Task instructions.
Nothing but the lines from the start of the records through the line that contains "is a configuration" is to be copied, and each is to be copied exactly.

Records drawn from a dataset.
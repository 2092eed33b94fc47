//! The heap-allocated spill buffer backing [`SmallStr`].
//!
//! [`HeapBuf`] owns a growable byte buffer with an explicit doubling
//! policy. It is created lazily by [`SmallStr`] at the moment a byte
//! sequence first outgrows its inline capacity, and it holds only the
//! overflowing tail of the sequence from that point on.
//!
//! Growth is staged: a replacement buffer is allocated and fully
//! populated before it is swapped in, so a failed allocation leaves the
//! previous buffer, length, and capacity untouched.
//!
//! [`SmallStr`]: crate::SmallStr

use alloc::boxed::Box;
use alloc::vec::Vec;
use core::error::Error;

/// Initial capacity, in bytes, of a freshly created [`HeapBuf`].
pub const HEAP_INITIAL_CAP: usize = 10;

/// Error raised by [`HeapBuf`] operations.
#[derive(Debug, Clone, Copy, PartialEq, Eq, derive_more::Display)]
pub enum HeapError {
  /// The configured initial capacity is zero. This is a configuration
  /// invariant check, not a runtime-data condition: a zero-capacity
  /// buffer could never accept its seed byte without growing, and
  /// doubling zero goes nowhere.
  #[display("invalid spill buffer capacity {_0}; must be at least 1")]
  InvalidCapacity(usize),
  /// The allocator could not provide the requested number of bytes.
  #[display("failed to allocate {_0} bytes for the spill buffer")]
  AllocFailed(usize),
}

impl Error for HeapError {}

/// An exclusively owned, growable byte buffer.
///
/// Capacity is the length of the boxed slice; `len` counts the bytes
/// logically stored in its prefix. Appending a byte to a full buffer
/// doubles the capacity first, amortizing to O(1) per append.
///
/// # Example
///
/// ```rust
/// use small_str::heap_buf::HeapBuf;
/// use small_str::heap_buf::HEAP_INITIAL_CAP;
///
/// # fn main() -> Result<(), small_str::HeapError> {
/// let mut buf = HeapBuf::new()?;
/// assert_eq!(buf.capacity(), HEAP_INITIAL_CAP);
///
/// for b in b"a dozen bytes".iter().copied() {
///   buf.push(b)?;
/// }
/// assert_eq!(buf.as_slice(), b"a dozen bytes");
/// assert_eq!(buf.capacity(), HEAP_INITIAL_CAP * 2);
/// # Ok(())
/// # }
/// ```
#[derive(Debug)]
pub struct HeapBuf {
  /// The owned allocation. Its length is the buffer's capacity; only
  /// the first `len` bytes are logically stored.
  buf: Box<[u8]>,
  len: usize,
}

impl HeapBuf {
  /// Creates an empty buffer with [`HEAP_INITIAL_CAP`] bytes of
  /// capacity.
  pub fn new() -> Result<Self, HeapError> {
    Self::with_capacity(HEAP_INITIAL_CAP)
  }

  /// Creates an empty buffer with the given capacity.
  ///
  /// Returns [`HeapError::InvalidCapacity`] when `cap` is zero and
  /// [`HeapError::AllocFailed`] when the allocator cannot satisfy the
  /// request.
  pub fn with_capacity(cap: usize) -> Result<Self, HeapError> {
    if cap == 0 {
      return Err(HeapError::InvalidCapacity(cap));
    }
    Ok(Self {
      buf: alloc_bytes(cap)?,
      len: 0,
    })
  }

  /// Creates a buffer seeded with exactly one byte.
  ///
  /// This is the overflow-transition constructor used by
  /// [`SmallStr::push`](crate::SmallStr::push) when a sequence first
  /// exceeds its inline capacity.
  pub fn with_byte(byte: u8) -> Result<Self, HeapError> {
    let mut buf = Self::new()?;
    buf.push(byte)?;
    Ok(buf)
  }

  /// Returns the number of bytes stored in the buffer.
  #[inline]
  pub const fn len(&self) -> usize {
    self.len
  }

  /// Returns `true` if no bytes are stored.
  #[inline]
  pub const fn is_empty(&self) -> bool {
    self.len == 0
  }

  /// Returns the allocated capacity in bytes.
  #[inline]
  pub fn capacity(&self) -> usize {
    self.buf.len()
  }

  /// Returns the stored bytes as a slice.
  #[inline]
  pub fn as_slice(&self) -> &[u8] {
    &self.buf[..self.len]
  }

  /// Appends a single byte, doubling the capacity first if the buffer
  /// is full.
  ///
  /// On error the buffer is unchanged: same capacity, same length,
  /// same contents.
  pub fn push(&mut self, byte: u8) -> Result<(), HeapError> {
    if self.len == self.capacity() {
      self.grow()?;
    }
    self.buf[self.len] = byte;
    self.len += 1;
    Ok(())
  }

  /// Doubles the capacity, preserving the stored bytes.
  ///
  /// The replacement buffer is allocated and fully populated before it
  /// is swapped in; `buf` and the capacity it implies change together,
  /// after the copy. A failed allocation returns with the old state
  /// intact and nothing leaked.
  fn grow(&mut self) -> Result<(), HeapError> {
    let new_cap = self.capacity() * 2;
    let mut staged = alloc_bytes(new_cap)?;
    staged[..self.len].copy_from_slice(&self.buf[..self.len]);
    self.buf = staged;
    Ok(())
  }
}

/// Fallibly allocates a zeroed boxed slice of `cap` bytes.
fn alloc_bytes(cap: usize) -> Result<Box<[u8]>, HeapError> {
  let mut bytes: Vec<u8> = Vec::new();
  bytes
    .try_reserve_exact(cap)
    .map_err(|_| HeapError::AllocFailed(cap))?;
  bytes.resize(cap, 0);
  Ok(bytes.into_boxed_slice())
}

Expected answer.
repository 2092eed33b94fc47
//! The heap-allocated spill buffer backing [`SmallStr`].
//!
//! [`HeapBuf`] owns a growable byte buffer with an explicit doubling
//! policy. It is created lazily by [`SmallStr`] at the moment a byte
//! sequence first outgrows its inline capacity, and it holds only the
//! overflowing tail of the sequence from that point on.
//!
//! Growth is staged: a replacement buffer is allocated and fully
//! populated before it is swapped in, so a failed allocation leaves the
//! previous buffer, length, and capacity untouched.
//!
//! [`SmallStr`]: crate::SmallStr

use alloc::boxed::Box;
use alloc::vec::Vec;
use core::error::Error;

/// Initial capacity, in bytes, of a freshly created [`HeapBuf`].
pub const HEAP_INITIAL_CAP: usize = 10;

/// Error raised by [`HeapBuf`] operations.
#[derive(Debug, Clone, Copy, PartialEq, Eq, derive_more::Display)]
pub enum HeapError {
  /// The configured initial capacity is zero. This is a configuration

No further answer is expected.